Quando eu mudei, percebi que não poderia mais ficar com todos os meus filhos, pela segurança deles. Como eu poderia trabalhar e deixar as crianças num bairro longe do meu trabalho, sem transporte público? Por esse motivo, eu tive que deixar dois filhos com ela. A melhor forma para proteger eles. Este foi um grande sacrifício como mãe. A gente já passou por muitas situações difíceis, fui mãe solteira, já me vi por uma noite grávida, com dois filhos, sem ter abrigo, mas junto com meus filhos, sempre juntos. Desta vez, esta mudança na minha vida fez com que a gente se separasse para a proteção deles. Eu sei que é passageiro, mas é uma separação. Ver dois dos meus cinco filhos somente uma vez por semana é muito difícil.
LL – Porque a sua mãe não recebeu uma casa?
EG – Na época que eles fizeram o primeiro cadastro para a transferência, minha mãe estava em casa. Quando eles fizeram o segundo cadastro, minha mãe estava em São Félix do Xingu buscando uma documentação. A empresa colocou-a como “população ausente”, então ela perdeu o direito de receber uma casa. Minha mãe tinha um pedaço de terra de 50 metros quadrados na zona rural e foi morar lá. Minha mãe tinha pedacinho de terra, mas muitos destes agregados, que não receberam nenhum direito, estão voltando para as áreas, porque não têm condições de pagar um aluguel.

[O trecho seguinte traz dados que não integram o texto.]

use std::{collections::HashMap, sync::Arc, time::Duration};

use axum::{extract::FromRef, Router};
use common::{
    backends::{registry::BackendRegistry, EmbeddingModality},
    error::AppError,
    storage::db::SurrealDbClient,
    utils::config::get_config,
};
use consolidation_pipeline::ConsolidationEngine;
use ingestion_pipeline::IngestionPipeline;
use retrieval_pipeline::RetrievalEngine;
use rpc_router::{rpc_routes_v1, session_channel, RpcState};
use storage_coordinator::{CoordinatorSettings, StorageCoordinator};
use tokio_util::sync::CancellationToken;
use tracing::{debug, info, warn};
use tracing_subscriber::{fmt, prelude::*, EnvFilter};

/// Bound on reconcile-queue draining during shutdown.
const DRAIN_DEADLINE: Duration = Duration::from_secs(30);

#[tokio::main]
async fn main() -> Result<(), Box<dyn std::error::Error>> {
    // Set up tracing
    tracing_subscriber::registry()
        .with(fmt::layer().with_writer(std::io::stderr))
        .with(EnvFilter::from_default_env())
        .try_init()
        .ok();

    let config = get_config()?;

    let db = Arc::new(
        SurrealDbClient::new(
            &config.surrealdb_address,
            &config.surrealdb_username,
            &config.surrealdb_password,
            &config.surrealdb_namespace,
            &config.surrealdb_database,
        )
        .await?,
    );

    let registry = Arc::new(BackendRegistry::new(
        &config.backends,
        &config.reranking,
        &config.data_dir,
    ));

    // Warm the bound embedding backends once; their dimensions drive the
    // vector schema. Unbound modalities simply do not get a collection.
    let mut embedding_dimensions = HashMap::new();
    for modality in EmbeddingModality::ALL {
        match registry.embedding(modality).await {
            Ok(backend) => {
                info!(
                    modality = %modality,
                    backend = backend.id(),
                    dimension = backend.dimension(),
                    "embedding modality ready"
                );
                embedding_dimensions.insert(modality, backend.dimension());
            }
            Err(AppError::CapabilityUnavailable(capability)) => {
                debug!(%capability, "embedding modality not bound; skipping");
            }
            Err(err) => return Err(err.into()),
        }
    }

    let coordinator = Arc::new(StorageCoordinator::with_surreal_tiers(
        Arc::clone(&db),
        config.cache.capacity,
        Duration::from_secs(config.cache.ttl_secs),
        embedding_dimensions,
        CoordinatorSettings::default(),
    ));
    // Schema readiness gates startup; a half-built store is refused.
    coordinator.ensure_ready().await?;

    let pipeline = IngestionPipeline::new(
        Arc::clone(&coordinator),
        Arc::clone(&registry),
        config.ingest.clone(),
    );
    let retrieval = Arc::new(RetrievalEngine::new(
        Arc::clone(&coordinator),
        Arc::clone(&registry),
        config.retrieval.clone(),
        &config.reranking,
    ));
    let consolidation = Arc::new(ConsolidationEngine::new(
        Arc::clone(&coordinator),
        Arc::clone(&registry),
        config.consolidation.clone(),
    ));

    let (session_events, mut session_rx) = session_channel(256);
    tokio::spawn(async move {
        // Best-effort enrichment hook: today the events are only observed.
        while let Some(event) = session_rx.recv().await {
            debug!(event_type = %event.event_type, "session event received");
        }
    });

    let maintenance_token = CancellationToken::new();
    spawn_maintenance_loop(
        Arc::clone(&coordinator),
        Arc::clone(&consolidation),
        Duration::from_secs(config.vacuum.interval_secs),
        Duration::from_secs(
            u64::try_from(config.vacuum.grace_window_days).unwrap_or(14) * 24 * 60 * 60,
        ),
        maintenance_token.clone(),
    );

    let rpc_state = RpcState {
        pipeline: Arc::clone(&pipeline),
        retrieval,
        coordinator: Arc::clone(&coordinator),
        registry: Arc::clone(&registry),
        session_events,
    };
    let app = Router::new()
        .nest("/api/v1", rpc_routes_v1(&rpc_state))
        .with_state(AppState { rpc_state });

    let serve_address = format!("127.0.0.1:{}", config.http_port);
    info!("Starting server listening on {serve_address}");
    let listener = tokio::net::TcpListener::bind(serve_address).await?;
    axum::serve(listener, app)
        .with_graceful_shutdown(shutdown_signal())
        .await?;

    // Ordered shutdown: the listener above has already stopped accepting
    // work; cancel tasks, drain queues, close backends, close stores.
    info!("Shutting down");
    maintenance_token.cancel();
    pipeline.shutdown();
    if !coordinator.drain(DRAIN_DEADLINE).await {
        warn!("reconcile queues did not fully drain before the deadline");
    }
    registry.shutdown().await;
    coordinator.shutdown();

    Ok(())
}

fn spawn_maintenance_loop(
    coordinator: Arc<StorageCoordinator>,
    consolidation: Arc<ConsolidationEngine>,
    interval: Duration,
    grace: Duration,
    token: CancellationToken,
) {
    tokio::spawn(async move {
        let mut tick = tokio::time::interval_at(
            tokio::time::Instant::now() + interval,
            interval,
        );
        tick.set_missed_tick_behavior(tokio::time::MissedTickBehavior::Skip);

        loop {
            tokio::select! {
                () = token.cancelled() => break,
                _ = tick.tick() => {
                    match coordinator.vacuum(grace).await {
                        Ok(purged) if !purged.is_empty() => {
                            info!(purged = purged.len(), "vacuum pass complete");
                        }
                        Ok(_) => debug!("vacuum pass found nothing to purge"),
                        Err(err) => warn!(error = %err, "vacuum pass failed"),
                    }

                    match consolidation.run_once().await {
                        Ok(report) if report.judged > 0 => {
                            info!(
                                judged = report.judged,
                                superseded = report.superseded,
                                merged = report.merged,
                                "consolidation pass complete"
                            );
                        }
                        Ok(_) => debug!("consolidation pass found no candidate pairs"),
                        Err(AppError::CapabilityUnavailable(capability)) => {
                            debug!(%capability, "consolidation skipped; capability unbound");
                        }
                        Err(err) => warn!(error = %err, "consolidation pass failed"),
                    }
                }
            }
        }
    });
}

async fn shutdown_signal() {
    if let Err(err) = tokio::signal::ctrl_c().await {
        warn!(error = %err, "failed to listen for shutdown signal");
    }
}

#[derive(Clone, FromRef)]
struct AppState {
    rpc_state: RpcState,
}
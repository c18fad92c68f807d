use unicode_normalization::UnicodeNormalization;
use uuid::Uuid;

use crate::stored_object;

/// Namespace for deriving key record ids from the normalized key text.
const QNTM_KEY_NAMESPACE: Uuid = Uuid::from_bytes([
    0x1f, 0x44, 0xb0, 0x9c, 0x2e, 0x61, 0x4a, 0x85, 0x9b, 0x02, 0xc7, 0x3d, 0x58, 0xe1, 0x0a,
    0x76,
]);

/// Canonical form for semantic tags: NFKC, lowercased, trimmed.
pub fn normalize_key(raw: &str) -> String {
    raw.trim().nfkc().collect::<String>().to_lowercase()
}

stored_object!(QntmKey, "qntm_keys", {
    key: String,
    #[serde(serialize_with = "serialize_datetime", deserialize_with = "deserialize_datetime", default)]
    first_seen_at: DateTime<Utc>,
    #[serde(serialize_with = "serialize_datetime", deserialize_with = "deserialize_datetime", default)]
    last_seen_at: DateTime<Utc>,
    usage_count: u64,
    last_used_in_chunk_id: String
});

impl QntmKey {
    /// Record id for a key; derived from the normalized text so the same tag
    /// always addresses the same row.
    pub fn id_for(key: &str) -> String {
        Uuid::new_v5(&QNTM_KEY_NAMESPACE, normalize_key(key).as_bytes()).to_string()
    }

    pub fn new(key: &str, chunk_id: &str) -> Self {
        let now = Utc::now();
        let key = normalize_key(key);
        Self {
            id: Uuid::new_v5(&QNTM_KEY_NAMESPACE, key.as_bytes()).to_string(),
            created_at: now,
            updated_at: now,
            key,
            first_seen_at: now,
            last_seen_at: now,
            usage_count: 1,
            last_used_in_chunk_id: chunk_id.to_string(),
        }
    }
}
use crate::SearchHit;

/// Estimated token cost of returning one hit.
pub fn estimated_tokens(hit: &SearchHit, per_result_overhead: usize) -> usize {
    hit.text.chars().count().div_ceil(4) + per_result_overhead
}

/// Greedily keep hits in score order until the next one would exceed the
/// budget. The surviving subset preserves its rank order.
pub fn pack(hits: Vec<SearchHit>, budget_tokens: usize, per_result_overhead: usize) -> Vec<SearchHit> {
    let mut spent = 0usize;
    let mut packed = Vec::with_capacity(hits.len());

    for hit in hits {
        let cost = estimated_tokens(&hit, per_result_overhead);
        if spent + cost > budget_tokens {
            break;
        }
        spent += cost;
        packed.push(hit);
    }

    packed
}

#[cfg(test)]
mod tests {
    use super::*;
    use crate::RawScores;

    fn hit(id: &str, chars: usize, score: f32) -> SearchHit {
        SearchHit {
            id: id.to_string(),
            score,
            raw_scores: RawScores::default(),
            text: "x".repeat(chars),
            file_path: "/tmp/a.md".to_string(),
            file_name: "a.md".to_string(),
            qntm_keys: vec![],
            consolidation_level: 0,
        }
    }

    #[test]
    fn packed_estimate_never_exceeds_budget() {
        let hits = vec![hit("a", 100, 0.9), hit("b", 100, 0.8), hit("c", 100, 0.7)];
        let packed = pack(hits, 60, 2);

        let total: usize = packed.iter().map(|h| estimated_tokens(h, 2)).sum();
        assert!(total <= 60);
        assert_eq!(packed.len(), 2);
    }

    #[test]
    fn packing_stops_at_first_overflow_and_keeps_rank_order() {
        let hits = vec![hit("a", 40, 0.9), hit("b", 400, 0.8), hit("c", 4, 0.7)];
        // "b" overflows; packing stops rather than skipping ahead, so the
        // returned prefix is exactly the top-ranked fit.
        let packed = pack(hits, 30, 2);
        let ids: Vec<_> = packed.iter().map(|h| h.id.as_str()).collect();
        assert_eq!(ids, vec!["a"]);
    }

    #[test]
    fn zero_budget_packs_nothing() {
        let packed = pack(vec![hit("a", 10, 0.9)], 0, 2);
        assert!(packed.is_empty());
    }

    #[test]
    fn token_estimate_is_ceiling_division_plus_overhead() {
        assert_eq!(estimated_tokens(&hit("a", 9, 1.0), 8), 3 + 8);
        assert_eq!(estimated_tokens(&hit("a", 8, 1.0), 8), 2 + 8);
    }
}
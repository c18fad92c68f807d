#![allow(clippy::missing_docs_in_private_items, clippy::result_large_err)]

//! Reduces redundancy by letting a JSON-capable LLM judge pairwise chunk
//! relationships. Consolidation only ever supersedes; physical removal stays
//! behind the coordinator's grace-window vacuum.

pub mod judgment;
pub mod pairs;

use std::collections::BTreeMap;
use std::sync::Arc;

use common::{
    backends::{registry::BackendRegistry, CompletionBackend, EmbeddingModality},
    error::AppError,
    storage::types::{
        chunk::{Chunk, ChunkPayloadV1, MergeProvenance},
        vector_record::{VectorPoint, VectorRecord},
    },
    utils::{config::ConsolidationConfig, hashing::content_hash},
};
use storage_coordinator::StorageCoordinator;
use tracing::{debug, info, instrument, warn};

pub use judgment::{KeepSide, MergeDirection, PairJudgment, PairRelation};
pub use pairs::{CandidatePair, ProximityStrategy};

use judgment::{judgment_schema, JUDGMENT_SYSTEM_MESSAGE};

/// Character budget per chunk inside the judgment prompt.
const PROMPT_CHUNK_CHARS: usize = 6_000;

#[derive(Debug, Clone, Default, PartialEq, Eq)]
pub struct ConsolidationReport {
    pub judged: usize,
    pub superseded: usize,
    pub merged: usize,
    pub unrelated: usize,
    pub schema_failures: usize,
}

pub struct ConsolidationEngine {
    coordinator: Arc<StorageCoordinator>,
    registry: Arc<BackendRegistry>,
    config: ConsolidationConfig,
    strategy: ProximityStrategy,
}

impl ConsolidationEngine {
    pub fn new(
        coordinator: Arc<StorageCoordinator>,
        registry: Arc<BackendRegistry>,
        config: ConsolidationConfig,
    ) -> Self {
        Self {
            coordinator,
            registry,
            config,
            strategy: ProximityStrategy::HashAndAdjacency,
        }
    }

    pub fn with_strategy(mut self, strategy: ProximityStrategy) -> Self {
        self.strategy = strategy;
        self
    }

    /// One bounded consolidation pass: select pairs, judge each, apply the
    /// verdicts through the coordinator's normal write protocol.
    #[instrument(skip_all)]
    pub async fn run_once(&self) -> Result<ConsolidationReport, AppError> {
        let backend = self.registry.completion().await?;

        let pairs = pairs::select_pairs(
            &self.coordinator,
            &self.registry,
            self.strategy,
            self.config.similarity_floor,
            self.config.max_pairs_per_run,
        )
        .await?;

        let mut report = ConsolidationReport::default();
        for pair in pairs {
            // Judgments for earlier pairs may have superseded one side.
            if !self.still_active(&pair.first.id).await? || !self.still_active(&pair.second.id).await? {
                continue;
            }

            report.judged += 1;
            let (judgment, schema_failed) = self.judge(&backend, &pair).await;
            if schema_failed {
                report.schema_failures += 1;
            }
            debug!(
                first = %pair.first.id,
                second = %pair.second.id,
                relation = ?judgment.relation,
                keep = ?judgment.keep,
                "pair judged"
            );

            match judgment.relation {
                PairRelation::Unrelated => report.unrelated += 1,
                PairRelation::ContextualConvergence => {
                    self.apply_merge(&pair, &judgment).await?;
                    report.merged += 1;
                }
                PairRelation::DuplicateWork | PairRelation::SequentialIteration => {
                    match judgment.keep {
                        KeepSide::Both => report.unrelated += 1,
                        KeepSide::First => {
                            self.apply_supersede(&pair.second, &pair.first).await?;
                            report.superseded += 1;
                        }
                        KeepSide::Second => {
                            self.apply_supersede(&pair.first, &pair.second).await?;
                            report.superseded += 1;
                        }
                    }
                }
            }
        }

        info!(
            judged = report.judged,
            superseded = report.superseded,
            merged = report.merged,
            unrelated = report.unrelated,
            schema_failures = report.schema_failures,
            "consolidation run finished"
        );
        Ok(report)
    }

    async fn still_active(&self, chunk_id: &str) -> Result<bool, AppError> {
        Ok(self.coordinator.get_chunk(chunk_id).await?.is_some())
    }

    /// Ask for a verdict with temperature 0; invalid JSON is re-asked a
    /// bounded number of times, then the pair is recorded unrelated.
    async fn judge(
        &self,
        backend: &Arc<dyn CompletionBackend>,
        pair: &CandidatePair,
    ) -> (PairJudgment, bool) {
        let user = format!(
            "First chunk ({first_path}):\n{first}\n\nSecond chunk ({second_path}):\n{second}",
            first_path = pair.first.payload.file_path(),
            second_path = pair.second.payload.file_path(),
            first = truncate(pair.first.payload.text(), PROMPT_CHUNK_CHARS),
            second = truncate(pair.second.payload.text(), PROMPT_CHUNK_CHARS),
        );

        let attempts = self.config.schema_retry_attempts.max(1);
        for attempt in 1..=attempts {
            let value = match backend
                .complete_json(
                    JUDGMENT_SYSTEM_MESSAGE,
                    &user,
                    "pair_judgment",
                    judgment_schema(),
                    self.config.temperature,
                )
                .await
            {
                Ok(value) => value,
                Err(err) => {
                    warn!(attempt, error = %err, "judgment call failed");
                    continue;
                }
            };

            match serde_json::from_value::<PairJudgment>(value)
                .map_err(|err| err.to_string())
                .and_then(PairJudgment::validate)
            {
                Ok(judgment) => return (judgment, false),
                Err(err) => {
                    warn!(attempt, error = %err, "judgment failed schema validation");
                }
            }
        }

        (
            PairJudgment::unrelated("judgment did not validate within retry budget"),
            true,
        )
    }

    async fn apply_supersede(&self, loser: &Chunk, winner: &Chunk) -> Result<(), AppError> {
        self.coordinator
            .supersede_chunks(&[(loser.id.clone(), Some(winner.id.clone()))])
            .await?;

        let mut survivor = winner.clone();
        survivor.consolidation_level += 1;
        survivor.updated_at = chrono::Utc::now();
        let vectors = self.embed_for_text(&survivor).await;
        self.coordinator.upsert_chunk(survivor, vectors).await
    }

    /// Convergence: persist the synthesized chunk one level above its
    /// parents, then supersede both parents with it.
    async fn apply_merge(
        &self,
        pair: &CandidatePair,
        judgment: &PairJudgment,
    ) -> Result<(), AppError> {
        let Some(merged_text) = judgment.merged_text.as_deref() else {
            // validate() keeps this unreachable; stay defensive at the API edge.
            return Err(AppError::LLMParsing(
                "convergence verdict without merged text".into(),
            ));
        };

        let base = pair.first.payload.v1();
        let merged_payload = ChunkPayloadV1 {
            original_text: merged_text.to_string(),
            file_path: base.file_path.clone(),
            file_name: base.file_name.clone(),
            file_type: base.file_type.clone(),
            content_type: base.content_type,
            byte_start: 0,
            byte_end: merged_text.len() as u64,
            qntm_keys: merged_keys(&pair.first, &pair.second),
            embedding_models: BTreeMap::new(),
            merge: Some(MergeProvenance {
                merged_from: vec![pair.first.id.clone(), pair.second.id.clone()],
                relation: "contextual_convergence".to_string(),
            }),
            extra: BTreeMap::new(),
        };

        let mut merged = Chunk::new(
            pair.first.source_id.clone(),
            pair.first.chunk_index,
            pair.first.total_chunks,
            content_hash(merged_text.as_bytes()),
            merged_payload,
        );
        merged.consolidation_level = pair
            .first
            .consolidation_level
            .max(pair.second.consolidation_level)
            + 1;

        let vectors = self.embed_for_text(&merged).await;
        self.coordinator.upsert_chunk(merged.clone(), vectors).await?;
        self.coordinator
            .supersede_chunks(&[
                (pair.first.id.clone(), Some(merged.id.clone())),
                (pair.second.id.clone(), Some(merged.id.clone())),
            ])
            .await
    }

    /// Text-modality vector for a rewritten chunk; missing backends leave
    /// the chunk searchable through full-text only.
    async fn embed_for_text(&self, chunk: &Chunk) -> Vec<VectorPoint> {
        let backend = match self.registry.embedding(EmbeddingModality::Text).await {
            Ok(backend) => backend,
            Err(_) => return Vec::new(),
        };
        match backend
            .embed(std::slice::from_ref(&chunk.payload.text().to_string()))
            .await
        {
            Ok(mut embeddings) if !embeddings.is_empty() => vec![VectorPoint {
                modality: EmbeddingModality::Text,
                record: VectorRecord::for_chunk(chunk, embeddings.remove(0)),
            }],
            Ok(_) => Vec::new(),
            Err(err) => {
                warn!(chunk_id = %chunk.id, error = %err, "embedding for consolidated chunk failed");
                Vec::new()
            }
        }
    }
}

fn merged_keys(first: &Chunk, second: &Chunk) -> Vec<String> {
    let mut keys: Vec<String> = first
        .payload
        .qntm_keys()
        .iter()
        .chain(second.payload.qntm_keys())
        .cloned()
        .collect();
    keys.sort();
    keys.dedup();
    keys
}

fn truncate(text: &str, max_chars: usize) -> String {
    if text.chars().count() <= max_chars {
        return text.to_string();
    }
    text.chars().take(max_chars).collect()
}
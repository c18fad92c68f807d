use axum::{extract::State, http::StatusCode, response::IntoResponse, Json};
use common::backends::BackendStatus;
use serde::Serialize;
use storage_coordinator::TierHealth;

use crate::{error::RpcError, rpc_state::RpcState};

#[derive(Debug, Serialize)]
pub struct HealthResponse {
    pub backends: Vec<BackendStatus>,
    pub tiers: Vec<TierHealth>,
}

pub async fn health(State(state): State<RpcState>) -> Result<impl IntoResponse, RpcError> {
    let backends = state.registry.health().await;
    let tiers = state.coordinator.tier_health().await;

    Ok((StatusCode::OK, Json(HealthResponse { backends, tiers })))
}
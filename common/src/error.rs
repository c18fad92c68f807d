use async_openai::error::OpenAIError;
use thiserror::Error;
use tokio::task::JoinError;

// Core internal errors
#[derive(Error, Debug)]
pub enum AppError {
    #[error("Database error: {0}")]
    Database(#[from] surrealdb::Error),
    #[error("OpenAI error: {0}")]
    OpenAI(#[from] OpenAIError),
    #[error("Not found: {0}")]
    NotFound(String),
    #[error("Validation error: {0}")]
    Validation(String),
    #[error("Transient backend error: {0}")]
    Transient(String),
    #[error("No backend available for capability '{0}'")]
    CapabilityUnavailable(String),
    #[error("Tier divergence: {0}")]
    Divergence(String),
    #[error("Corrupt payload: {0}")]
    Corruption(String),
    #[error("Operation cancelled")]
    Cancelled,
    #[error("Fatal initialization error: {0}")]
    FatalInit(String),
    #[error("LLM parsing error: {0}")]
    LLMParsing(String),
    #[error("Task join error: {0}")]
    Join(#[from] JoinError),
    #[error("IoError: {0}")]
    Io(#[from] std::io::Error),
    #[error("Anyhow error: {0}")]
    Anyhow(#[from] anyhow::Error),
    #[error("Internal service error: {0}")]
    InternalError(String),
}

impl AppError {
    /// Whether a retry at the failing call site is worthwhile.
    ///
    /// Validation, cancellation, and corruption never clear on retry; connection
    /// resets, rate limits, and Surreal write conflicts usually do.
    pub fn is_retryable(&self) -> bool {
        match self {
            Self::Transient(_) | Self::Io(_) => true,
            Self::Database(err) => is_surreal_conflict(err),
            Self::OpenAI(err) => is_openai_retryable(err),
            _ => false,
        }
    }

    /// Wrap a backend error with the operation and the record it touched.
    pub fn in_operation(self, operation: &str, record_id: &str) -> Self {
        match self {
            Self::Transient(msg) => Self::Transient(format!("{operation} ({record_id}): {msg}")),
            other if other.is_retryable() => {
                Self::Transient(format!("{operation} ({record_id}): {other}"))
            }
            other => Self::InternalError(format!("{operation} ({record_id}): {other}")),
        }
    }
}

fn is_surreal_conflict(error: &surrealdb::Error) -> bool {
    error
        .to_string()
        .contains("Failed to commit transaction due to a read or write conflict")
}

fn is_openai_retryable(error: &OpenAIError) -> bool {
    match error {
        OpenAIError::Reqwest(_) => true,
        OpenAIError::ApiError(api) => api
            .code
            .as_deref()
            .is_some_and(|code| code.contains("rate_limit") || code.starts_with("5")),
        _ => false,
    }
}

#[cfg(test)]
mod tests {
    use super::*;

    #[test]
    fn validation_is_not_retryable() {
        assert!(!AppError::Validation("bad input".into()).is_retryable());
        assert!(!AppError::Cancelled.is_retryable());
        assert!(!AppError::Corruption("schema mismatch".into()).is_retryable());
    }

    #[test]
    fn transient_is_retryable_and_keeps_context() {
        let err = AppError::Transient("timeout".into());
        assert!(err.is_retryable());

        let wrapped = err.in_operation("vector upsert", "chunk-1");
        assert!(matches!(wrapped, AppError::Transient(_)));
        assert!(wrapped.to_string().contains("chunk-1"));
    }

    #[test]
    fn non_retryable_wrap_becomes_internal() {
        let wrapped =
            AppError::Validation("nope".into()).in_operation("metadata upsert", "chunk-2");
        assert!(matches!(wrapped, AppError::InternalError(_)));
    }
}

LL – O que Belo Monte te ensinou?
EG – Eu aprendi a lidar com o mal e com o que me fazia mal. Eu fui ser militante do MAB para tentar explicar para as pessoas que decidem sobre a nossa vida, o que é importante para nós, importante de verdade! Eu entendi que muitas vezes não é uma questão de maldade, mas de despreparo, as pessoas vem aqui de fora, de são Paulo e não conhecem esta realidade, não sabem o que estão fazendo.
LL – Se você encontrasse a presidente Dilma hoje, o que diria a ela?
EG – Eu diria pra ela que aqui existem muitas mães e mulheres sofrendo o impacto de Belo Monte. Eu sei que não foi ela que decidiu pela hidrelétrica sozinha, mas ela continuou. Não existe respeito com as mulheres e crianças dessa região e pediria pra ela, enquanto mãe, mulher e presidente que ela parasse um pouco pra pensar sobre o que está acontecendo aqui. Avalio também que não é só ela que comanda todo o país, são vários interesses políticos. Eu não entendo muito bem, mas a construção de barragens na Amazônia é uma destruição das mulheres, da juventude, das comunidades ribeirinhas, dos povos indígenas, que são os mais impactados e violados.